------ Recorded data ------

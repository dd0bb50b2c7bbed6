use crate::domain::{DomainError, DomainResult};
use bip39::{Language, Mnemonic};
use rand::{rngs::OsRng, CryptoRng, RngCore};
use secrecy::SecretString;
use zeroize::Zeroizing;

/// Entropy for a 24-word phrase
const MNEMONIC_ENTROPY_BYTES: usize = 32;

/// Generate a new random BIP39 mnemonic phrase (24 words)
pub fn generate_mnemonic() -> DomainResult<SecretString> {
    generate_mnemonic_with_rng(&mut OsRng)
}

/// Generate a new BIP39 mnemonic phrase (24 words) from the given random source
pub fn generate_mnemonic_with_rng<R: RngCore + CryptoRng>(rng: &mut R) -> DomainResult<SecretString> {
    let mut entropy = Zeroizing::new([0u8; MNEMONIC_ENTROPY_BYTES]);
    rng.try_fill_bytes(&mut entropy[..])
        .map_err(|e| DomainError::EntropySourceUnavailable(e.to_string()))?;

    let mnemonic = Mnemonic::from_entropy_in(Language::English, &entropy[..])
        .map_err(|e| DomainError::InvalidMnemonic(format!("Failed to generate mnemonic: {}", e)))?;
    Ok(SecretString::new(mnemonic.to_string()))
}

/// Validate a mnemonic phrase
pub fn validate_mnemonic(phrase: &str) -> DomainResult<()> {
    parse_mnemonic(phrase).map(|_| ())
}

/// Parse a normalized mnemonic phrase, checking wordlist and checksum
pub fn parse_mnemonic(phrase: &str) -> DomainResult<Mnemonic> {
    Mnemonic::parse_in_normalized(Language::English, phrase)
        .map_err(|e| DomainError::InvalidMnemonic(format!("Invalid mnemonic: {}", e)))
}

/// BIP39 seed for a mnemonic, with an empty passphrase
pub fn mnemonic_to_seed(mnemonic: &Mnemonic) -> Zeroizing<[u8; 64]> {
    Zeroizing::new(mnemonic.to_seed_normalized(""))
}

/// Collapse whitespace runs to single spaces and lowercase every word
pub fn normalize_mnemonic(phrase: &str) -> String {
    phrase
        .split_whitespace()
        .collect::<Vec<_>>()
        .join(" ")
        .to_lowercase()
}

#[cfg(test)]
mod tests {
    use super::*;
    use crate::application::key_generation::tests::BrokenRng;
    use rand::{rngs::StdRng, SeedableRng};
    use secrecy::ExposeSecret;

    const LAMDEN_MNEMONIC: &str = "ripple junk access broom element fitness side example ramp flush model creek nest face rent jacket ahead come short find over family wise comfort";

    #[test]
    fn test_phrase_encodes_the_drawn_entropy() {
        let phrase = generate_mnemonic_with_rng(&mut StdRng::seed_from_u64(21)).unwrap();

        let mut drawn = [0u8; MNEMONIC_ENTROPY_BYTES];
        StdRng::seed_from_u64(21).fill_bytes(&mut drawn);

        let parsed = parse_mnemonic(phrase.expose_secret()).unwrap();
        assert_eq!(parsed.to_entropy(), drawn.to_vec());
        assert_eq!(parsed.word_count(), 24);
        assert_eq!(phrase.expose_secret().split(' ').count(), 24);
    }

    #[test]
    fn test_generate_with_seeded_rng() {
        let a = generate_mnemonic_with_rng(&mut StdRng::seed_from_u64(7)).unwrap();
        let b = generate_mnemonic_with_rng(&mut StdRng::seed_from_u64(7)).unwrap();
        let c = generate_mnemonic_with_rng(&mut StdRng::seed_from_u64(8)).unwrap();

        assert_eq!(a.expose_secret(), b.expose_secret());
        assert_ne!(a.expose_secret(), c.expose_secret());
    }

    #[test]
    fn test_broken_rng_is_reported() {
        assert!(matches!(
            generate_mnemonic_with_rng(&mut BrokenRng),
            Err(DomainError::EntropySourceUnavailable(_))
        ));
    }

    #[test]
    fn test_lamden_phrase_validates_and_truncation_fails() {
        assert!(validate_mnemonic(LAMDEN_MNEMONIC).is_ok());

        let words: Vec<_> = LAMDEN_MNEMONIC.split(' ').collect();
        assert!(validate_mnemonic(&words[..23].join(" ")).is_err());
        assert!(validate_mnemonic("").is_err());
    }

    #[test]
    fn test_checksum_failure() {
        // Every word is in the list but the checksum bits are wrong
        let bad = ["abandon"; 12].join(" ");
        assert!(matches!(
            validate_mnemonic(&bad),
            Err(DomainError::InvalidMnemonic(_))
        ));
    }

    #[test]
    fn test_seed_matches_bip39_vector() {
        // Trezor BIP39 reference vector, passphrase "" rather than "TREZOR"
        let mnemonic = parse_mnemonic(
            "abandon abandon abandon abandon abandon abandon abandon abandon abandon abandon abandon about",
        )
        .unwrap();
        let seed = mnemonic_to_seed(&mnemonic);
        assert_eq!(
            hex::encode(&seed[..]),
            "5eb00bbddcf069084889a8ab9155568165f5c453ccb85e70811aaed6f6da5fc19a5ac40b389cd370d086206dec8aa6c43daea6690f20ad3d8d48b2d2ce9e38e4"
        );
    }

    #[test]
    fn test_pasted_phrase_normalizes_to_canonical() {
        let pasted = format!("\t{}\n", LAMDEN_MNEMONIC.to_uppercase().replace(' ', " \t "));
        let normalized = normalize_mnemonic(&pasted);

        assert_eq!(normalized, LAMDEN_MNEMONIC);
        assert!(validate_mnemonic(&normalized).is_ok());
    }
}
use lamden_wallet::WalletExport;

/// Output format options
#[derive(Debug, Clone, Copy, PartialEq, Eq)]
pub enum OutputFormat {
    Json,
    Text,
}

impl OutputFormat {
    pub fn from_str(s: &str) -> Result<Self, String> {
        match s.to_lowercase().as_str() {
            "json" => Ok(Self::Json),
            "text" => Ok(Self::Text),
            _ => Err(format!("Unknown format: {}", s)),
        }
    }
}

pub fn print_key_output(output: &WalletExport, format: OutputFormat) -> anyhow::Result<()> {
    match format {
        OutputFormat::Json => {
            println!("{}", serde_json::to_string_pretty(output)?);
        }
        OutputFormat::Text => {
            println!("Public Key: {}", output.vk);
            if let Some(index) = output.derivation_index {
                println!("Derivation Index: {}", index);
            }
            if let Some(path) = &output.derivation_path {
                println!("Derivation Path: {}", path);
            }
            if let Some(mnemonic) = &output.mnemonic {
                println!("Mnemonic: {}", mnemonic);
            }
            if let Some(sk) = &output.sk {
                println!("Secret Key: {}", sk);
            }
        }
    }
    Ok(())
}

------

• [Prompt]: Scan the listing above and identify each line holding the string "unwrap"; copy every such line.

• [Output below]:
        let phrase = generate_mnemonic_with_rng(&mut StdRng::seed_from_u64(21)).unwrap();
        let parsed = parse_mnemonic(phrase.expose_secret()).unwrap();
        let a = generate_mnemonic_with_rng(&mut StdRng::seed_from_u64(7)).unwrap();
        let b = generate_mnemonic_with_rng(&mut StdRng::seed_from_u64(7)).unwrap();
        let c = generate_mnemonic_with_rng(&mut StdRng::seed_from_u64(8)).unwrap();
        .unwrap();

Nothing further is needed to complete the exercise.